Negative income tax

In economics, a negative income tax is a system which reverses the direction in which tax is paid for incomes below a certain level; in other words, earners above that level pay money to the state while earners below it receive money, as shown by the blue arrows in the diagram. 'Negative Income Tax' (NIT) was proposed by Juliet Rhys-Williams while working on the Beveridge Report in the early 1940s and popularized by Milton Friedman in the 1960s as a system in which the state makes payments to the poor when their income falls below a threshold, while taxing them on income above that threshold. Together with Friedman, support for NIT showed also Tobin, Pechman or Mieszkowski and even President at the time Richard Nixon, who suggested implementation of modified NIT in his Family Assistance Plan. After the increase popularity of NIT an experiment sponsored by the US government was conducted between 1968-1982 on effects of NIT on labour supply and income and substitution effects.[1]

  Negative income tax

   Progressive income tax

  Base pay

Generic negative income tax

The view that the state should supplement the income of the poor has a long history (see UBI§History). Such payments are seen as benefits if they are limited to those who lack other income, or are conditional on specific needs (such as number of children), but are seen as negative taxes if they continue to be received as a supplement by workers who have income from other sources. The withdrawal of benefits when the recipient ceases to satisfy a firm eligibility criterion is often seen as giving rise to the welfare trap.

The level of support provided to the poor by a negative tax is thought of as parametrically adjustable according to the opposing claims of economic efficiency and distributional justice. Friedman's NIT lacks this adjustability owing to the constraint that other benefits would be largely discontinued; hence a wage subsidy is more representative of generic negative income tax than is Friedman's specific Negative Income Tax.

In 1975 the United States implemented a negative income tax for the working poor through the earned income tax credit. A 1995 survey found that 78% of American economists supported (with or without provisos) the incorporation of a negative income tax into the welfare system.[2]

Theoretical development

Income redistribution expressed equivalently as a negative income tax or as a basic income

Theoretical discussion of negative taxation began with Vilfredo Pareto, who first made a formal distinction between allocative efficiency (i.e. the market's ability to give people what they want subject to their incomes) and distributive justice (i.e. the question of whether these incomes are fair in the first place). He sought to show that market economies allocated resources optimally within the income distributions they give rise to, but accepted that there was nothing optimal about these distributions themselves. He concluded that if society wished to maximise wellbeing, it should let market forces govern production and exchange and then correct the result by 'a second distribution... performed in conformity with the workings of free competition'.[3] His argument was that a direct transfer obtained a given redistributive effect with the least possible reduction of economic efficiency, and was preferable to government interference is the market (as happens in modern economies through the minimum wage) which damages efficiency by introducing distortions.

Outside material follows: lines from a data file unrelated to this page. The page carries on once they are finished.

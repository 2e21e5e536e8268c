//! Response-related utilities for Slack interactions.
//!
//! This module provides standardized ways to create the payloads sent to Slack,
//! either as the immediate slash-command ack or through `response_url`.

use serde_json::{Value, json};

use crate::core::models::RewriteMode;

/// Create a JSON payload for an ephemeral response
///
/// Ephemeral messages are only visible to the user who triggered the command.
///
/// # Examples
///
/// ```
/// use lucidlayer::slack::response_builder::create_ephemeral_payload;
///
/// let payload = create_ephemeral_payload("This message is only visible to you");
/// assert_eq!(payload["response_type"], "ephemeral");
/// ```
#[must_use]
pub fn create_ephemeral_payload(text: &str) -> Value {
    json!({
        "response_type": "ephemeral",
        "text": text
    })
}

/// Ack text returned while the rewrite runs in the background.
#[must_use]
pub fn rewrite_ack_text(mode: RewriteMode) -> String {
    format!("Working on your *{mode}* rewrite... you'll see it shortly!")
}

/// Payload delivered to `response_url` once the model produced a rewrite.
#[must_use]
pub fn create_rewrite_payload(user_id: &str, mode: RewriteMode, rewritten: &str) -> Value {
    create_ephemeral_payload(&format!(
        "<@{user_id}>\n*{} version:*\n{rewritten}",
        mode.as_str().to_uppercase()
    ))
}

/// Payload delivered to `response_url` when the rewrite failed.
#[must_use]
pub fn create_rewrite_error_payload(error: &str) -> Value {
    create_ephemeral_payload(&format!("Error generating response: {error}"))
}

Abram Bergson and Paul Samuelson (drawing on earlier work by Oscar Lange[4]) gave a more formal statement to Pareto's claims.[5] They showed that the optimum of efficiency associated with market competition fell short of maximum wellbeing as reflected by a social welfare function only through distributional effects, and that a true optimum could be obtained if the state were to transfer income through 'lump sum taxes or bounties', where 'bounties' are negative taxes and 'lump sum' is Samuelson's term for a hypothetical redistribution with no distortionary consequences.

Optimal taxation theory

It follows from the Bergson/Samuelson analysis that any proposed measure (including the proposal to leave things as they are) can be assessed according to the balance it achieves between three factors: (i) the improvement in overall wellbeing from a more equitable distribution; (ii) the loss in economic efficiency due to the distortions introduced; and (iii) the administrative costs. The first of these cannot easily be equated to a sum of money; the last is unlikely to be a dominant factor. Hence redistribution should be pursued up to the point at which any further (non-monetary) benefits from a more equal distribution would be offset by the resulting monetary loss of economic efficiency.

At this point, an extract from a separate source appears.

//! Configuration, domain types and shared state

pub mod config;
pub mod models;
pub mod registry;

The Bergson/Samuelson theory was developed in a broadly utilitarian framework. A fourth factor could be added in the form of a moral claim derived from present ownership or legitimate earning. Considerable weight was placed on this during the Enlightenment but Hume and the Utilitarians rejected it.[6] It is seldom mentioned nowadays but cannot be dismissed a priori as a relevant consideration.

The theoretical study of the trade-off between equity and efficiency was initiated by James Mirrlees in 1971.[7] Eytan Sheshinski summarised:

In various examples calculated by Mirrlees, the optimal income-tax schedule appears to be approximately linear with a negative tax at low incomes.[8]

Friedman's NIT

Rose and Milton Friedman

"Negative Income Tax" became prominent in the United States as a result of advocacy by Milton and Rose Friedman, who first put forward a concrete proposal in 1962 in a brief section of their book Capitalism and Freedom.[9] Their system is equivalent in its operation to most forms of universal basic income (UBI) (qv., particularly the section Fundamental Principles for the equivalence).

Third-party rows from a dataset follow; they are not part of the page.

//! Handler for Slack Events API callbacks.
//!
//! Verifies the request, answers the `url_verification` handshake, drops
//! redelivered events and hands everything else to the background
//! [`EventProcessor`](crate::worker::EventProcessor).

use std::sync::Arc;

use axum::http::HeaderMap;
use axum::response::Response;
use serde_json::{Value, json};
use tracing::{info, warn};

use super::helpers::{forbidden, ok_json, ok_status};
use super::parsing::v_str;
use super::signature::verify_request;
use super::state::AppState;
use crate::core::models::InboundEvent;

/// Handle one Events API delivery. Never waits on the scheduled work.
pub fn handle_webhook(state: &AppState, body: &[u8], headers: &HeaderMap) -> Response {
    if !verify_request(headers, body, &state.config.slack_signing_secret) {
        return forbidden();
    }

    let payload: Value = match serde_json::from_slice(body) {
        Ok(payload) => payload,
        Err(e) => {
            warn!("Unparseable event payload: {}", e);
            return ok_status("ignored");
        }
    };

    if let Some(challenge) = payload.get("challenge") {
        info!("Answering url_verification challenge");
        return ok_json(json!({ "challenge": challenge }));
    }

    let Some(event_id) = v_str(&payload, &["event_id"]) else {
        info!("Event payload without event_id");
        return ok_status("ignored");
    };

    if !state.registry.check_and_insert(event_id) {
        info!(event_id, "Duplicate event delivery ignored");
        return ok_status("ignored");
    }

    let event = InboundEvent::from_callback(event_id, payload.get("event").unwrap_or(&Value::Null));
    info!(event_id, kind = ?event.kind, "Event accepted");

    let processor = Arc::clone(&state.processor);
    state
        .supervisor
        .submit("slack_event", event_id, async move { processor.process(event).await });

    ok_status("received")
}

In the aforementioned work, Friedman provides five benefits of the negative income tax. Firstly, Friedman argues that it provides cash which the individual sees as the best possible way of support. Secondly, it targets poverty directly through income rather than through general old-age benefits or farm programs. Thirdly, negative income tax could in his opinion replace all supporting programs present at that time and provide one universal program. Fourthly, in theory the cost of negative income tax can be lower than the cost of existing programs mainly due to lower administrative costs. Lastly, the program should not distort the market in the way minimum wage laws or tariffs do.[9]

Friedman envisioned the NIT followingly in an interview in 1968. Considering family A of four with income $4000 and Family B of four with income $2000. If the break-even income would be $3000, after filing the tax report, family A would pay the tax on $1000 while family B would be entitled to receive, assuming the 50% NIT rate, $500. Meaning half of the difference between what they earn and the break-even income. Therefore, a family with $0 income would be entitled to receive $1500 in subsidy. Friedman argued NIT would not destroy the incentive to work, as compared to guaranteed income programmes (GIP) with 100% tax rate. As with the GIP workers lose $1 of subsidy for each $1 increase in wage.[10]

In his 1966 "View from the Right" paper Milton Friedman remarked that his proposal...

has been greeted with considerable (though far from unanimous) enthusiasm on the left and with considerable (though again far from unanimous) hostility on the right. Yet, in my opinion, the negative income tax is more compatible with the philosophy and aims of the proponents of limited government and maximum individual freedom than with the philosophy and aims of the proponents of the welfare state and greater government control of the economy.[11]

Friedman also elaborated and provided two reasons for the hostility from the right. Firstly, he mentions that the right is frightened due to the introduction of Guaranteed Minimum Income the poor would have a disincentive to improve their well-being. Secondly, the right is not certain about the political outcomes of the NIT, as there exist threats that there will be an upward pressure on the break-even incomes among politicians.[11]

The Friedmans together promoted the idea to a wider audience in 1980 in their book and television series Free to Choose. It has often been discussed (and endorsed[2]) by economists but never fully implemented. Advantages claimed for it include:

  • Alleviating poverty;
  • Eliminating the "welfare trap";
  • Streamlining the benefits system.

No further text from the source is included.